1. Yes, they hallucinate. For coding, especially when they don’t have the latest documentation, they just invent APIs and methods that don’t exist.
2. They also take jobs. They pretty much eliminate entry-level programmers (making the same mistakes while being cheaper and faster).
3. AI-generated code bases are not maintainable in the long run. They don’t reliably reuse methods, only fix the surface bugs, not fundamental problems, causing code base bloating and, as we all know, more code == more bugs.
4. Management uses Claude code for their small projects and is convinced that it can replace all programmers for all projects, which is a bias they don’t recognize.

Is it a bubble? Yes. Is it a fluke? Welllllllll, not entirely. It does increase productivity, given enough training, learning its advantages and limitations.

It does increase productivity, given enough training, learning its advantages and limitations.

People keep saying this based on gut feeling, but the only study I’ve seen showed that even experienced devs that thought they were faster were actually slower.

Slower?

Is getting a whole C# class unit tested in minutes slower, compared to setting up all the scaffolding, test data etc, possibly taking hours?

Is getting a React hook, with unit tests in minutes slower than looking up docs, hunting on Stack Overflow etc and slowly creating the code by hand over several hours?

Are you a dev yourself, and in that case, what’s your experience using LLM’S?

I find it interesting that all these low participation/new accounts have come out of the woodwork to pump up AI in the last 2 weeks. I’m so sick of having this slop clogging up my feed. You’re literally saying that your vibes are more important than actual data, just like all the others. I’m sorry, but its not.

My experience btw, is that llms produce hot garbage that takes longer to fix than if I wrote it myself, and all the people that say “but it writes my unit tests for me!” are submitting garbage unit tests, that often don’t even exercise the code, and are needlessly difficult to maintain. I happen to think tests are just as important as production code so it upsets me.
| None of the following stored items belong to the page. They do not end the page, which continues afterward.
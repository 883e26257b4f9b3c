//! Minimal BER codec for LDAPv3 bind operations
//!
//! Only the handful of shapes needed for a SASL bind round trip are
//! implemented: definite-length TLVs, INTEGER/ENUMERATED, OCTET STRING,
//! and the BindRequest/BindResponse envelopes.

use crate::{ProbeError, Result};

pub(crate) const TAG_SEQUENCE: u8 = 0x30;
pub(crate) const TAG_INTEGER: u8 = 0x02;
pub(crate) const TAG_OCTET_STRING: u8 = 0x04;
pub(crate) const TAG_ENUMERATED: u8 = 0x0A;
/// [APPLICATION 0] BindRequest
pub(crate) const TAG_BIND_REQUEST: u8 = 0x60;
/// [APPLICATION 1] BindResponse
pub(crate) const TAG_BIND_RESPONSE: u8 = 0x61;
/// [3] SaslCredentials inside a BindRequest
pub(crate) const TAG_SASL_CREDENTIALS: u8 = 0xA3;
/// [7] serverSaslCreds inside a BindResponse
pub(crate) const TAG_SERVER_SASL_CREDS: u8 = 0x87;

/// Append one definite-length TLV
pub(crate) fn write_tlv(out: &mut Vec<u8>, tag: u8, content: &[u8]) {
    out.push(tag);
    write_length(out, content.len());
    out.extend_from_slice(content);
}

fn write_length(out: &mut Vec<u8>, len: usize) {
    if len < 0x80 {
        out.push(len as u8);
    } else {
        let bytes = len.to_be_bytes();
        let skip = bytes.iter().take_while(|&&b| b == 0).count();
        out.push(0x80 | (bytes.len() - skip) as u8);
        out.extend_from_slice(&bytes[skip..]);
    }
}

/// Encode a SASL BindRequest wrapped in an LDAPMessage
pub(crate) fn encode_sasl_bind_request(
    message_id: i32,
    dn: &str,
    mechanism: &str,
    credentials: &[u8],
) -> Vec<u8> {
    let mut sasl = Vec::new();
    write_tlv(&mut sasl, TAG_OCTET_STRING, mechanism.as_bytes());
    write_tlv(&mut sasl, TAG_OCTET_STRING, credentials);

    let mut bind = Vec::new();
    write_tlv(&mut bind, TAG_INTEGER, &[0x03]); // LDAP version 3
    write_tlv(&mut bind, TAG_OCTET_STRING, dn.as_bytes());
    write_tlv(&mut bind, TAG_SASL_CREDENTIALS, &sasl);

    let mut body = Vec::new();
    write_tlv(&mut body, TAG_INTEGER, &encode_integer(message_id));
    write_tlv(&mut body, TAG_BIND_REQUEST, &bind);

    let mut message = Vec::new();
    write_tlv(&mut message, TAG_SEQUENCE, &body);
    message
}

fn encode_integer(value: i32) -> Vec<u8> {
    let bytes = value.to_be_bytes();
    let mut start = 0;
    while start < 3 && bytes[start] == 0 && bytes[start + 1] & 0x80 == 0 {
        start += 1;
    }
    bytes[start..].to_vec()
}

/// Decoded BindResponse fields
#[derive(Debug, Clone, PartialEq, Eq)]
pub(crate) struct BindResponse {
    pub message_id: i32,
    pub result_code: u32,
    pub matched_dn: String,
    pub diagnostic_message: String,
    pub server_sasl_creds: Option<Vec<u8>>,
}

/// Cursor over BER content
pub(crate) struct BerReader<'a> {
    data: &'a [u8],
    pos: usize,
}

impl<'a> BerReader<'a> {
    pub(crate) fn new(data: &'a [u8]) -> Self {
        Self { data, pos: 0 }
    }

    pub(crate) fn is_empty(&self) -> bool {
        self.pos >= self.data.len()
    }

    pub(crate) fn peek_tag(&self) -> Option<u8> {
        self.data.get(self.pos).copied()
    }

    /// Read the next TLV, returning its tag and content slice
    pub(crate) fn read_tlv(&mut self) -> Result<(u8, &'a [u8])> {
        let tag = *self
            .data
            .get(self.pos)
            .ok_or_else(|| malformed("unexpected end of message"))?;
        self.pos += 1;

        let first = *self
            .data
            .get(self.pos)
            .ok_or_else(|| malformed("truncated length"))?;
        self.pos += 1;

        let len = if first & 0x80 == 0 {
            first as usize
        } else {
            let count = (first & 0x7F) as usize;
            if count == 0 || count > 4 {
                return Err(malformed("unsupported length encoding"));
            }
            let mut len = 0usize;
            for _ in 0..count {
                let b = *self
                    .data
                    .get(self.pos)
                    .ok_or_else(|| malformed("truncated length"))?;
                self.pos += 1;
                len = (len << 8) | b as usize;
            }
            len
        };

        let end = self
            .pos
            .checked_add(len)
            .filter(|&end| end <= self.data.len())
            .ok_or_else(|| malformed("content length out of bounds"))?;
        let content = &self.data[self.pos..end];
        self.pos = end;
        Ok((tag, content))
    }

    pub(crate) fn expect(&mut self, expected: u8) -> Result<&'a [u8]> {
        let (tag, content) = self.read_tlv()?;
        if tag != expected {
            return Err(malformed(&format!(
                "expected tag 0x{:02X}, found 0x{:02X}",
                expected, tag
            )));
        }
        Ok(content)
    }

    pub(crate) fn read_integer(&mut self, tag: u8) -> Result<i64> {
        let content = self.expect(tag)?;
        if content.is_empty() || content.len() > 8 {
            return Err(malformed("integer of unsupported width"));
        }
        let mut value: i64 = if content[0] & 0x80 != 0 { -1 } else { 0 };
        for &b in content {
            value = (value << 8) | b as i64;
        }
        Ok(value)
    }
}

fn malformed(detail: &str) -> ProbeError {
    ProbeError::Protocol(format!("malformed BER message: {}", detail))
}

/// Decode one LDAPMessage holding a BindResponse
pub(crate) fn decode_bind_response(message: &[u8]) -> Result<BindResponse> {
    let mut outer = BerReader::new(message);
    let body = outer.expect(TAG_SEQUENCE)?;

    let mut reader = BerReader::new(body);
    let message_id = reader.read_integer(TAG_INTEGER)? as i32;
    let bind = reader.expect(TAG_BIND_RESPONSE)?;

    let mut fields = BerReader::new(bind);
    let result_code = fields.read_integer(TAG_ENUMERATED)? as u32;
    let matched_dn = String::from_utf8_lossy(fields.expect(TAG_OCTET_STRING)?).into_owned();
    let diagnostic_message =
        String::from_utf8_lossy(fields.expect(TAG_OCTET_STRING)?).into_owned();

    let mut server_sasl_creds = None;
    while !fields.is_empty() {
        match fields.peek_tag() {
            Some(TAG_SERVER_SASL_CREDS) => {
                server_sasl_creds = Some(fields.expect(TAG_SERVER_SASL_CREDS)?.to_vec());
            }
            // Referrals and controls are irrelevant to bind probing
            _ => {
                fields.read_tlv()?;
            }
        }
    }

    Ok(BindResponse {
        message_id,
        result_code,
        matched_dn,
        diagnostic_message,
        server_sasl_creds,
    })
}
The biggest thing that the meteoric rise of developers using LLMs has done for me is confirm just how many people in this field are fucking terrible at their jobs.

Have you read anything I’ve written on how I use LLM’s? Hot garbage? When’s the last time you actually used one?

Here are some studies to counter your vibes argument.

55.8% faster: arxiv.org/abs/2302.06590

These ones indicate positive effects: arxiv.org/abs/2410.12944 arxiv.org/abs/2509.19708

The Impact of AI on Developer Productivity: Evidence from GitHub Copilot

Generative AI tools hold promise to increase human productivity. This paper presents results from a controlled experiment with GitHub Copilot, an AI pair programmer. Recruited software developers were asked to implement an HTTP server in JavaScript as quickly as possible. The treatment group, with access to the AI pair programmer, completed the task 55.8% faster than the control group. Observed heterogenous effects show promise for AI pair programmers to help people transition into software development careers.